Anfang dieses Monats beschuldigte die kalifornische DMV Tesla, falsche Behauptungen über Autopilot und FSD aufgestellt zu haben. Die Agentur behauptet, dass die Namen beider Funktionen sowie die Beschreibung von Tesla fälschlicherweise implizieren, dass sie es Fahrzeugen ermöglichen, autonom zu fahren.

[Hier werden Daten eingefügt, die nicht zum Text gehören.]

use crate::cache::DocumentCache;
use crate::callbacks::{CallbackDispatcher, DocumentCallback};
use crate::container::ContainerOptions;
use crate::context::DocumentContext;
use crate::error::Result;
use crate::persistence::{PersistencePipeline, PipelineOptions};
use crate::presence::{PresenceChange, PresenceRegistry};
use crate::protocol::AwarenessEntry;
use crate::storage::DocStorage;

/// Tuning for [`DocumentManager`].
#[derive(Debug, Clone)]
pub struct DocumentManagerOptions {
    /// How long an unused container stays in memory.
    pub cache_duration: Duration,
    pub container: ContainerOptions,
    pub pipeline: PipelineOptions,
    /// Presence entries idle for longer than this are expired.
    pub presence_timeout: Duration,
    pub cleanup_interval: Duration,
}

impl Default for DocumentManagerOptions {
    fn default() -> Self {
        Self {
            cache_duration: Duration::from_secs(60),
            container: ContainerOptions::default(),
            pipeline: PipelineOptions::default(),
            presence_timeout: Duration::from_secs(60),
            cleanup_interval: Duration::from_secs(10),
        }
    }
}

pub struct DocumentManager {
    options: DocumentManagerOptions,
    pipeline: Arc<PersistencePipeline>,
    callbacks: Arc<CallbackDispatcher>,
    cache: DocumentCache,
    presence: PresenceRegistry,
    cleanup_task: Mutex<Option<JoinHandle<()>>>,
}

impl DocumentManager {
    /// Must be called within a Tokio runtime.
    pub fn new(storage: Arc<dyn DocStorage>, options: DocumentManagerOptions) -> Arc<Self> {
        let pipeline = Arc::new(PersistencePipeline::new(storage, options.pipeline.clone()));
        let callbacks = Arc::new(CallbackDispatcher::new());
        let cache = DocumentCache::new(
            options.cache_duration,
            options.container.clone(),
            Arc::clone(&pipeline),
            Arc::clone(&callbacks),
        );

        Arc::new(Self {
            options,
            pipeline,
            callbacks,
            cache,
            presence: PresenceRegistry::new(),
            cleanup_task: Mutex::new(None),
        })
    }

    /// Register an observer. Register before [`start`](Self::start) to
    /// receive `on_initialized`.
    pub fn add_callback(&self, callback: Arc<dyn DocumentCallback>) {
        self.callbacks.register(callback);
    }

    pub fn options(&self) -> &DocumentManagerOptions {
        &self.options
    }

    pub fn cache(&self) -> &DocumentCache {
        &self.cache
    }

    pub fn presence(&self) -> &PresenceRegistry {
        &self.presence
    }

    pub fn pipeline(&self) -> &Arc<PersistencePipeline> {
        &self.pipeline
    }

    /// Notify observers and start the periodic cleanup task.
    pub async fn start(self: &Arc<Self>) {
        self.callbacks.initialized(self).await;

        let weak: Weak<Self> = Arc::downgrade(self);
        let period = self.options.cleanup_interval;
        let handle = tokio::spawn(async move {
            let mut ticker = tokio::time::interval(period);
            // The first tick completes immediately.
            ticker.tick().await;
            loop {
                ticker.tick().await;
                let Some(manager) = weak.upgrade() else {
                    break;
                };
                manager.cleanup().await;
            }
        });

        let previous = self
            .cleanup_task
            .lock()
            .unwrap_or_else(PoisonError::into_inner)
            .replace(handle);
        if let Some(previous) = previous {
            previous.abort();
        }
        info!(
            cleanup_interval_secs = period.as_secs_f64(),
            "Document manager started"
        );
    }

    /// Encode the server's state vector for the context's document.
    pub async fn get_state_vector(&self, ctx: &DocumentContext) -> Result<Vec<u8>> {
        self.cache
            .apply_update_return(&ctx.document_name, |doc| doc.state_vector())
            .await
    }

    /// Encode everything a peer with `state_vector` is missing.
    pub async fn get_update(&self, ctx: &DocumentContext, state_vector: &[u8]) -> Result<Vec<u8>> {
        self.cache
            .apply_update_return(&ctx.document_name, |doc| doc.diff_since(state_vector))
            .await
    }

    /// Merge a client update and notify observers of the resulting change.
    pub async fn apply_update(&self, ctx: &DocumentContext, update: &[u8]) -> Result<()> {
        let doc = self.cache.lock(&ctx.document_name).await?;
        self.callbacks.document_changing(ctx).await;

        if let Some(diff) = doc.apply_update(update)? {
            debug!(
                document = %ctx.document_name,
                client_id = ctx.client_id,
                bytes = diff.len(),
                "Applied update"
            );
            self.callbacks.document_changed(ctx, &diff).await;
        }
        Ok(())
    }

    /// Mutate the document on the server side.
    pub async fn update_doc<F, R>(&self, ctx: &DocumentContext, action: F) -> Result<R>
    where
        F: FnOnce(&Doc) -> R,
    {
        let doc = self.cache.lock(&ctx.document_name).await?;
        self.callbacks.document_changing(ctx).await;

        let (result, diffs) = doc.mutate(action)?;
        for diff in diffs {
            self.callbacks.document_changed(ctx, &diff).await;
        }
        Ok(result)
    }

    /// Record an awareness ping from `ctx.client_id`.
    pub async fn ping(
        &self,
        ctx: &DocumentContext,
        clock: u64,
        state: Option<String>,
    ) -> PresenceChange {
        let change =
            self.presence
                .add_or_update(&ctx.document_name, ctx.client_id, clock, state.clone());
        if change.is_visible() {
            self.callbacks
                .awareness_updated(ctx, clock, state.as_deref())
                .await;
        }
        change
    }

    /// Remove a client's presence. Unknown clients are ignored.
    ///
    /// Returns whether the client was present.
    pub async fn disconnect(&self, ctx: &DocumentContext) -> bool {
        let Some(user) = self.presence.remove(&ctx.document_name, ctx.client_id) else {
            return false;
        };
        debug!(
            document = %ctx.document_name,
            client_id = ctx.client_id,
            "Client disconnected"
        );
        self.callbacks
            .client_disconnected(ctx, user.client_clock)
            .await;
        true
    }

    /// Current presence of every client on `document`.
    pub fn get_awareness(&self, document: &str) -> Vec<AwarenessEntry> {
        self.presence
            .get_users(document)
            .into_iter()
            .map(|(client_id, user)| {
                AwarenessEntry::new(client_id, user.client_clock, user.client_state)
            })
            .collect()
    }

    /// Expire idle presence and evict idle documents.
    pub async fn cleanup(&self) {
        for expired in self.presence.cleanup(self.options.presence_timeout) {
            debug!(
                document = %expired.document_name,
                client_id = expired.client_id,
                "Presence expired"
            );
            let ctx = DocumentContext::new(expired.document_name, expired.client_id);
            self.callbacks
                .client_disconnected(&ctx, expired.user.client_clock)
                .await;
        }
        self.cache.sweep().await;
    }

    /// Stop background work, close every document and drain pending writes.
    pub async fn shutdown(&self) {
        let task = self
            .cleanup_task
            .lock()
            .unwrap_or_else(PoisonError::into_inner)
            .take();
        if let Some(task) = task {
            task.abort();
        }

        self.cache.shutdown().await;
        self.pipeline.flush().await;
        info!("Document manager shut down");
    }
}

Im Juni veröffentlichte die NHTSA zum ersten Mal Daten über Unfälle mit Fahrerassistenz und stellte fest, dass Tesla-Fahrzeuge mit Autopilot-Fahrzeugen vom 20. Juli 2021 bis zum 21. Mai 2022 an 273 Unfällen beteiligt waren. Die NHTSA untersucht derzeit eine Reihe von Vorfällen wo Tesla-Fahrzeuge mit Fahrerassistenztechnologie mit geparkten Einsatzfahrzeugen kollidierten, zusätzlich zu über zwei Dutzend Tesla-Unfällen, von denen einige tödlich waren.

Update vom 20. August, 14:10 Uhr ET: Aktualisiert, um eine Aussage und zusätzlichen Kontext von einem YouTube-Sprecher hinzuzufügen.